With this blog, I’d like to discuss future implementation ideas that I’ve discussed in more detail in other sections, as well as explain a few technical skills that were used in the development of this project.

https://tigertribe.net/differences-between-jaguar-leopard-and-cheetah/

I would recommend reading this article where they describe the major differences between the two cats.

Want to read this story later? Save it in Journal.

About the Project

We have used a dataset of Cheetah and Jaguar images and trained a Deep Learning Model that would differentiate and classify images. Since our model is trained on images, it would try to distinguish the animals only based on their physical attributes, which are:

  • Their Coat (Cheetahs are Spotted while Jaguars have Rosettes)
Cheetah (left) vs Jaguar (right)
  • Physical size and build (Jaguars are more muscular and stocky compared to cheetahs leaner and longer frame)

Theory

We have used a Deep Learning Technique known as Convolutional Neural Networks (CNN) for this classification problem. CNN are Artificial Neural Networks that are very popular amongst Image Processing Problems.

CNN Image Classifications take an input image, process it and classify it under given classes (Cheetah or Jaguar in our case). Computers see an image as an array of pixels which depends on the image resolution. CNN specializes in recognizing and detecting patterns (edges, shapes, corners, etc in our case) which makes it perfect for these types of projects.

what we see vs what the computer sees

Each image passes through a set of layers before being classified. Each layer and its functions are explained in the Model Building section along with their code implementation.

Dataset

I found this dataset on Kaggle: https://www.kaggle.com/iluvchicken/cheetah-jaguar-and-tiger

Very conveniently 900 training images and 100 validation images are provided for each class.

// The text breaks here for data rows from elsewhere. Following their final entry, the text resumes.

fn print_usage(prog: &str) {
    eprintln!("perfora - perforated panel pattern generation");
    eprintln!();
    eprintln!("Usage:");
    eprintln!("  {}                          Launch interactive preview", prog);
    eprintln!("  {} render [options]         Emit the pattern", prog);
    eprintln!("  {} solve [options]          Print the solved parameter set", prog);
    eprintln!("  {} share [options]          Print a shareable param string", prog);
    eprintln!("  {} share --decode <string>  Decode a share string", prog);
    eprintln!("  {} preset [file]            Show or check a YAML preset", prog);
    eprintln!("  {} patterns | modes         List enum values", prog);
    eprintln!();
    eprintln!("Parameter options (render/solve/share):");
    eprintln!("  -d, --diameter <mm>    Hole diameter");
    eprintln!("  -x, --pitch-x <mm>     Horizontal pitch");
    eprintln!("  -y, --pitch-y <mm>     Nominal vertical pitch");
    eprintln!("  -t, --of <percent>     Open-area target");
    eprintln!("  --rows/--cols <n>      Pin counts (disables auto-grid)");
    eprintln!("  --pattern <name>       grid | staggered");
    eprintln!("  --mode <name>          of | step | diameter");
    eprintln!("  --grid                 Draw cell boundary lines");
    eprintln!("  --wave / --no-wave     Toggle the decorative border");
    eprintln!("  --share <string>       Start from a share string");
    eprintln!("  --preset <file>        Start from a YAML preset");
    eprintln!();
    eprintln!("Render options:");
    eprintln!("  -o, --output <file>    Output file (- for stdout, default: stdout)");
    eprintln!("  -f, --format <fmt>     Output format: svg, json, png (default: svg)");
    eprintln!("  --plain                Plain border, no clip (export flavour)");
    eprintln!();
    eprintln!("TUI controls:");
    eprintln!("  Up/Down or Tab   Select slider");
    eprintln!("  Left/Right       Adjust (fine), [ / ] coarse");
    eprintln!("  m / p            Cycle mode / toggle pattern");
    eprintln!("  g / w            Toggle grid lines / wave border");
    eprintln!("  r                Reset defaults");
    eprintln!("  q / Esc          Quit");
}

fn cmd_patterns() {
    println!("Available patterns:");
    for pattern in Pattern::all() {
        println!("  {}", pattern.name());
    }
}

fn cmd_modes() {
    println!("Available modes:");
    for mode in Mode::all() {
        println!("  {} - {}", mode.name(), mode.help(true));
    }
}

fn run_tui() -> Result<(), String> {
    // Initialize terminal
    enable_raw_mode().map_err(|e| e.to_string())?;
    stdout()
        .execute(EnterAlternateScreen)
        .map_err(|e| e.to_string())?;
    let mut terminal =
        Terminal::new(CrosstermBackend::new(stdout())).map_err(|e| e.to_string())?;

    let mut app = App::new();

    let result = run_app(&mut terminal, &mut app);

    // Restore terminal
    disable_raw_mode().map_err(|e| e.to_string())?;
    stdout()
        .execute(LeaveAlternateScreen)
        .map_err(|e| e.to_string())?;

    result
}
//! Render command implementation.

use std::fs;

use serde::Serialize;

use perfora::{build_scene, export_svg, preview_svg, Scene};

use super::common::{self, JsonParams, JsonSummary, OutputFormat, ParamArgs};

/// A hole in JSON output format.
#[derive(Serialize)]
struct JsonHole {
    cx: f64,
    cy: f64,
    r: f64,
}

/// A grid line in JSON output format.
#[derive(Serialize)]
struct JsonLine {
    x1: f64,
    y1: f64,
    x2: f64,
    y2: f64,
}

/// Full scene in JSON output format.
#[derive(Serialize)]
struct JsonScene {
    width: f64,
    height: f64,
    params: JsonParams,
    summary: JsonSummary,
    holes: Vec<JsonHole>,
    grid_lines: Vec<JsonLine>,
    #[serde(skip_serializing_if = "Option::is_none")]
    wave_path: Option<String>,
    #[serde(skip_serializing_if = "Option::is_none")]
    wave_clip: Option<String>,
}

/// Execute the render command.
pub fn cmd_render(args: &[String]) {
    let mut flags = ParamArgs::default();
    let mut output_path: Option<&str> = None;
    let mut format = OutputFormat::Svg;
    let mut plain = false;

    let mut i = 0;
    while i < args.len() {
        let taken = common::take_param_flag(&mut flags, args, i);
        if taken > 0 {
            i += taken;
            continue;
        }
        match args[i].as_str() {
            "-o" | "--output" => {
                i += 1;
                if i < args.len() {
                    output_path = Some(&args[i]);
                }
            }
            "-f" | "--format" => {
                i += 1;
                if i < args.len() {
                    format = OutputFormat::from_name(&args[i]).unwrap_or_else(|| {
                        eprintln!("Unknown format: {}. Use 'svg', 'json' or 'png'.", args[i]);
                        std::process::exit(1);
                    });
                }
            }
            "--plain" => plain = true,
            other => {
                eprintln!("Unknown option: {}", other);
                std::process::exit(1);
            }
        }
        i += 1;
    }

    let (params, _state) = common::finalize(&flags);
    let scene = build_scene(&params, common::scene_options(flags.wave));
    eprintln!(
        "{} holes, OF {:.2}%",
        scene.holes_drawn(),
        scene.summary.of.percent
    );

    match format {
        OutputFormat::Svg => {
            let document = if plain {
                export_svg(&scene)
            } else {
                preview_svg(&scene)
            };
            write_text(output_path, &document);
        }
        OutputFormat::Json => {
            let output = json_scene(&params, &scene);
            let text = serde_json::to_string_pretty(&output).expect("Failed to serialize JSON");
            write_text(output_path, &text);
        }
        OutputFormat::Png => {
            let Some(path) = output_path.filter(|p| *p != "-") else {
                eprintln!("PNG output needs a file path: render -f png -o pattern.png");
                std::process::exit(1);
            };
            let document = if plain {
                export_svg(&scene)
            } else {
                preview_svg(&scene)
            };
            let width = scene.width_px.round() as u32;
            let height = scene.height_px.round() as u32;
            let image = common::rasterize_svg(&document, width, height).unwrap_or_else(|| {
                eprintln!("Failed to rasterize the scene");
                std::process::exit(1);
            });
            if let Err(e) = image.save(path) {
                eprintln!("Failed to write {}: {}", path, e);
                std::process::exit(1);
            }
            eprintln!("Wrote: {}", path);
        }
    }
}

fn json_scene(params: &perfora::Params, scene: &Scene) -> JsonScene {
    let wave = scene.wave();
    JsonScene {
        width: scene.width_px,
        height: scene.height_px,
        params: JsonParams::from_params(params),
        summary: JsonSummary::from_summary(&scene.summary),
        holes: scene
            .layout
            .holes
            .iter()
            .map(|h| JsonHole {
                cx: h.cx,
                cy: h.cy,
                r: h.r,
            })
            .collect(),
        grid_lines: scene
            .layout
            .grid_lines
            .iter()
            .map(|l| JsonLine {
                x1: l.x1,
                y1: l.y1,
                x2: l.x2,
                y2: l.y2,
            })
            .collect(),
        wave_path: wave.map(|w| w.path.clone()),
        wave_clip: wave.map(|w| w.css_clip.clone()),
    }
}

fn write_text(output_path: Option<&str>, text: &str) {
    match output_path {
        Some("-") | None => println!("{}", text),
        Some(path) => {
            if let Err(e) = fs::write(path, text) {
                eprintln!("Failed to write {}: {}", path, e);
                std::process::exit(1);
            }
            eprintln!("Wrote: {}", path);
        }
    }
}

We made 2 folders:

  • Train: 2 folders (jaguar_train and cheetah_train)
  • Validation:(jaguar_validation and cheetah_validation)

Preparing the Data

We will be using TensorFlow to build this CNN model. First, we import all the necessary libraries:

#importing libraries 
import os
import cv2
import numpy as np
import matplotlib.pyplot as plt
import tensorflow as tf
from tensorflow import keras
from tensorflow.keras.preprocessing.image import ImageDataGenerator
from tensorflow.keras.preprocessing import image

Preprocessing

train = ImageDataGenerator(rescale=1/255)
test = ImageDataGenerator(rescale=1/255)

ImageDataGenerator helps us load and label image datasets. We create two objects for ImageDataGenerator and also rescale the image such that their pixel values are normalized between 0 and 1(by dividing by 255).

We do this so that each input has a similar distribution and the model runs much faster since convergence takes a lot less time now.

Why 255?

RGB (Red, Green, Blue) are 8 bit each.
The range for each individual colour is 0–255 (as 2⁸ = 256 possibilities). So by dividing by 255, the 0–255 range can be described with a 0.0–1.0 range where 0.0 means 0 (0x00) and 1.0 means 255 (0xFF).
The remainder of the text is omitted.